# Draft

* I will aim for 15-20 questions for my analysis
* The main goal is to analyze how difficulty, course rating and reviews are correlated
* Use plotly express, more fancy stuff if needed
* Use AI to guide me through the exercise as a tutor
* At the end, make sure you incorporated feedback from the last sprint project

Main goal: identify Opportunities for Course Development: The goal could be to find gaps in the current course offerings or areas where there's high demand but limited supply.

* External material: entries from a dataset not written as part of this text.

//! Public entry point: start/stop the receiver and pop decoded messages.

use std::net::SocketAddr;
use std::sync::Arc;

use tokio::runtime::Handle;
use tokio::sync::watch;
use tokio::task::JoinHandle;
use tracing::{debug, error, info};

use crate::config::ReceiverConfig;
use crate::message::{MessageParser, MessageProducer};
use crate::queue::MessageQueue;
use crate::tcp::ConnectionManager;
use crate::types::ReceiverError;

/// Receives `ANSWER` frames on a TCP port and queues the parsed messages.
///
/// The receiver owns one [`MessageQueue`] for its whole lifetime; messages
/// from successive connections are appended to it in arrival order. Dropping
/// the receiver stops its worker.
pub struct Receiver<P: MessageParser> {
    config: ReceiverConfig,
    parser: Option<P>,
    queue: Arc<MessageQueue<P::Message>>,
    shutdown: watch::Sender<bool>,
    listening: watch::Receiver<Option<SocketAddr>>,
    listening_tx: Option<watch::Sender<Option<SocketAddr>>>,
    worker: Option<JoinHandle<()>>,
}

impl<P: MessageParser> Receiver<P> {
    pub fn new(config: ReceiverConfig, parser: P) -> Self {
        Self::with_queue(config, parser, Arc::new(MessageQueue::new()))
    }

    /// Create a receiver that delivers into an existing queue.
    pub fn with_queue(
        config: ReceiverConfig,
        parser: P,
        queue: Arc<MessageQueue<P::Message>>,
    ) -> Self {
        let (shutdown, _) = watch::channel(false);
        let (listening_tx, listening) = watch::channel(None);
        Self {
            config,
            parser: Some(parser),
            queue,
            shutdown,
            listening,
            listening_tx: Some(listening_tx),
            worker: None,
        }
    }

    /// Spawn the background worker on the current tokio runtime.
    ///
    /// The worker is detached: nothing waits for it unless
    /// [`shutdown`](Self::shutdown) is awaited. A receiver can only be
    /// started once.
    pub fn start(&mut self) -> Result<(), ReceiverError> {
        let handle = Handle::try_current()?;
        let (parser, listening_tx) = match (self.parser.take(), self.listening_tx.take()) {
            (Some(parser), Some(listening_tx)) => (parser, listening_tx),
            _ => return Err(ReceiverError::AlreadyStarted),
        };

        let manager = ConnectionManager::new(
            self.config.clone(),
            MessageProducer::new(parser, Arc::clone(&self.queue)),
            self.shutdown.subscribe(),
            listening_tx,
        );
        self.worker = Some(handle.spawn(manager.run()));
        info!("started receiver worker");
        Ok(())
    }

    /// Ask the worker to stop. In-flight accepts and reads are abandoned and
    /// both sockets closed. No more messages are queued afterwards.
    pub fn stop(&self) {
        self.shutdown.send_replace(true);
        match &self.worker {
            Some(worker) => debug!(running = !worker.is_finished(), "receiver worker exists"),
            None => debug!("receiver worker not created"),
        }
    }

    /// [`stop`](Self::stop), then wait for the worker to exit.
    pub async fn shutdown(&mut self) {
        self.stop();
        if let Some(worker) = self.worker.take() {
            if let Err(e) = worker.await {
                error!("receiver worker failed: {}", e);
            }
        }
    }

    /// Wait for the next message.
    pub async fn pop(&self) -> Result<P::Message, ReceiverError> {
        self.queue.pop().await
    }

    /// Wait for the next message from a thread outside the async runtime.
    pub fn blocking_pop(&self) -> Result<P::Message, ReceiverError> {
        self.queue.blocking_pop()
    }

    pub fn queue(&self) -> &Arc<MessageQueue<P::Message>> {
        &self.queue
    }

    pub fn config(&self) -> &ReceiverConfig {
        &self.config
    }

    /// Address the listener is currently bound to, if it is listening.
    pub fn local_addr(&self) -> Option<SocketAddr> {
        *self.listening.borrow()
    }

    /// Wait until the listener is bound and return its address.
    pub async fn wait_listening(&self) -> Result<SocketAddr, ReceiverError> {
        if self.worker.is_none() {
            return Err(ReceiverError::NotRunning);
        }
        let mut listening = self.listening.clone();
        let addr = *listening
            .wait_for(Option::is_some)
            .await
            .map_err(|_| ReceiverError::NotRunning)?;
        addr.ok_or(ReceiverError::NotRunning)
    }
}

impl<P: MessageParser> Drop for Receiver<P> {
    fn drop(&mut self) {
        self.shutdown.send_replace(true);
    }
}
use std::env;
use std::time::Duration;

use crate::types::{ReceiverError, DEFAULT_MAX_PAYLOAD_LEN};

/// Environment variable holding the interface to listen on.
pub const HOST_ENV: &str = "NODE_HOST";
/// Environment variable holding the TCP port to listen on.
pub const PORT_ENV: &str = "NODE_PORT";

/// Configuration for the receiver's listening socket.
#[derive(Debug, Clone)]
pub struct ReceiverConfig {
    /// Interface address or host name to bind.
    pub host: String,
    /// TCP port to bind; 0 picks an ephemeral port on every (re)bind.
    pub port: u16,
    /// Listen backlog.
    pub backlog: u32,
    /// Pause between a failed listener and the next attempt.
    pub retry_delay: Duration,
    /// Size of each socket read handed to the decoder.
    pub read_buffer_size: usize,
    /// Largest payload length a frame header may declare.
    pub max_payload_len: usize,
}

impl Default for ReceiverConfig {
    fn default() -> Self {
        Self {
            host: "0.0.0.0".to_string(),
            port: 4458,
            backlog: 5,
            retry_delay: Duration::from_secs(1),
            read_buffer_size: 4096,
            max_payload_len: DEFAULT_MAX_PAYLOAD_LEN,
        }
    }
}

impl ReceiverConfig {
    /// Defaults overridden by `NODE_HOST` and `NODE_PORT` when set.
    pub fn from_env() -> Result<Self, ReceiverError> {
        Self::from_lookup(|key| env::var(key).ok())
    }

    fn from_lookup<F>(lookup: F) -> Result<Self, ReceiverError>
    where
        F: Fn(&str) -> Option<String>,
    {
        let mut config = Self::default();
        if let Some(host) = lookup(HOST_ENV).filter(|h| !h.trim().is_empty()) {
            config.host = host.trim().to_string();
        }
        if let Some(port) = lookup(PORT_ENV) {
            config.port = port.trim().parse().map_err(|e| {
                ReceiverError::Config(format!("{} must be a TCP port, got {:?}: {}", PORT_ENV, port, e))
            })?;
        }
        Ok(config)
    }

    pub fn with_address(mut self, host: impl Into<String>, port: u16) -> Self {
        self.host = host.into();
        self.port = port;
        self
    }

    pub fn with_retry_delay(mut self, retry_delay: Duration) -> Self {
        self.retry_delay = retry_delay;
        self
    }

    /// `host:port`, bracketing IPv6 literals.
    pub fn bind_addr(&self) -> String {
        if self.host.contains(':') && !self.host.starts_with('[') {
            format!("[{}]:{}", self.host, self.port)
        } else {
            format!("{}:{}", self.host, self.port)
        }
    }
}
use std::error::Error;
use tracing::info;
use answer_receiver::{JsonParser, Receiver, ReceiverConfig};

#[tokio::main]
async fn main() -> Result<(), Box<dyn Error>> {
    // Initialize tracing
    tracing_subscriber::fmt::init();

    let mut receiver = Receiver::new(ReceiverConfig::from_env()?, JsonParser::<serde_json::Value>::new());
    receiver.start()?;
    info!("Listening for ANSWER frames on {}", receiver.config().bind_addr());

    loop {
        tokio::select! {
            message = receiver.pop() => {
                info!("Received message: {}", message?);
            }
            _ = tokio::signal::ctrl_c() => {
                info!("Shutting down...");
                break;
            }
        }
    }

    receiver.shutdown().await;
    Ok(())
}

> Typically you need to complete several courses/moduls under “Specializations” category. These courses are designed for a specific subject in mind, e.g. data analysis.

Questions:


-   What are the top 10 most enrolled courses, and what subjects do they cover?
-   Which subject areas have the highest average enrollment but the fewest course offerings?
-   Are there any difficulty levels (Beginner, Intermediate, Advanced) that are underrepresented in popular subject areas?
-   Which specializations have the highest enrollment-to-course ratio, potentially indicating demand for more courses in that area?
-   What are the emerging trends in course topics based on recent additions to the catalog?
-   Are there any high-rated courses with relatively low enrollment, suggesting potential for growth with better marketing?
-   Which languages, other than English, show high demand but have limited course offerings?
-   Are there any gaps in the difficulty progression (Beginner to Advanced) within popular subject areas?
-   What subject areas have the highest ratings but fewer course options compared to other subjects?
-   Are there any in-demand skills or technologies that are underrepresented in the current course offerings?
-   Which organizations have the highest-rated courses, and are there subject areas they're not covering?
-   What is the distribution of course types (individual courses, specializations, professional certificates) across different subjects, and are there imbalances?
-   Are there any correlations between course characteristics (e.g., duration, difficulty) and enrollment that could inform new course design?
-   What topics are covered in the courses with the highest enrollment-to-rating ratio?
-   Are there any subject areas with high enrollment but lower average ratings, indicating a need for improved course quality?
-   What are the most common prerequisites for advanced courses, and are there gaps in preparing students for these?
-   Are there any successful course formats or structures that could be applied to other subject areas?
-   What is the distribution of course durations, and is there a sweet spot that could inform new course development?
-   Are there any interdisciplinary topics that are currently underrepresented in the course catalog?
-   What skills or knowledge areas are frequently mentioned in course descriptions of popular courses but don't have dedicated courses?


In [1]:
import pandas as pd
import matplotlib.pyplot as plt
import plotly.express as px
import seaborn as sns

from helpers import strip_spaces, lowercase_data, convert_metric_prefix_to_numeric

df = pd.read_csv("coursera_data.csv", index_col=0)

df.head()

Unnamed: 0,course_title,course_organization,course_Certificate_type,course_rating,course_difficulty,course_students_enrolled
134,(ISC)² Systems Security Certified Practitioner...,(ISC)²,SPECIALIZATION,4.7,Beginner,5.3k
743,A Crash Course in Causality: Inferring Causal...,University of Pennsylvania,COURSE,4.7,Intermediate,17k
874,A Crash Course in Data Science,Johns Hopkins University,COURSE,4.5,Mixed,130k
413,A Law Student's Toolkit,Yale University,COURSE,4.7,Mixed,91k
635,A Life of Happiness and Fulfillment,Indian School of Business,COURSE,4.8,Mixed,320k


## Let's clean the data and prepare it for analysis

In [2]:
df = lowercase_data(df)
df = strip_spaces(df)

# Convert numeric values from e.g. '48k' to '48000' whole numbers for `course_students_enrolled`
df['course_students_enrolled'] = convert_metric_prefix_to_numeric(df['course_students_enrolled'])

In [3]:
missing_values = pd.Series(df.isnull().sum(), name="Missing Values")
missing_values

course_title                0
course_organization         0
course_certificate_type     0
course_rating               0
course_difficulty           0
course_students_enrolled    4
Name: Missing Values, dtype: int64

In [4]:
duplicate_values = pd.Series(df.duplicated().sum(), name="Duplicate Values")
duplicate_values

0    0
Name: Duplicate Values, dtype: int64

In [5]:
# Name index column to 'id' for clarity
df = df.reset_index().rename(columns={'index': 'id'}).set_index('id')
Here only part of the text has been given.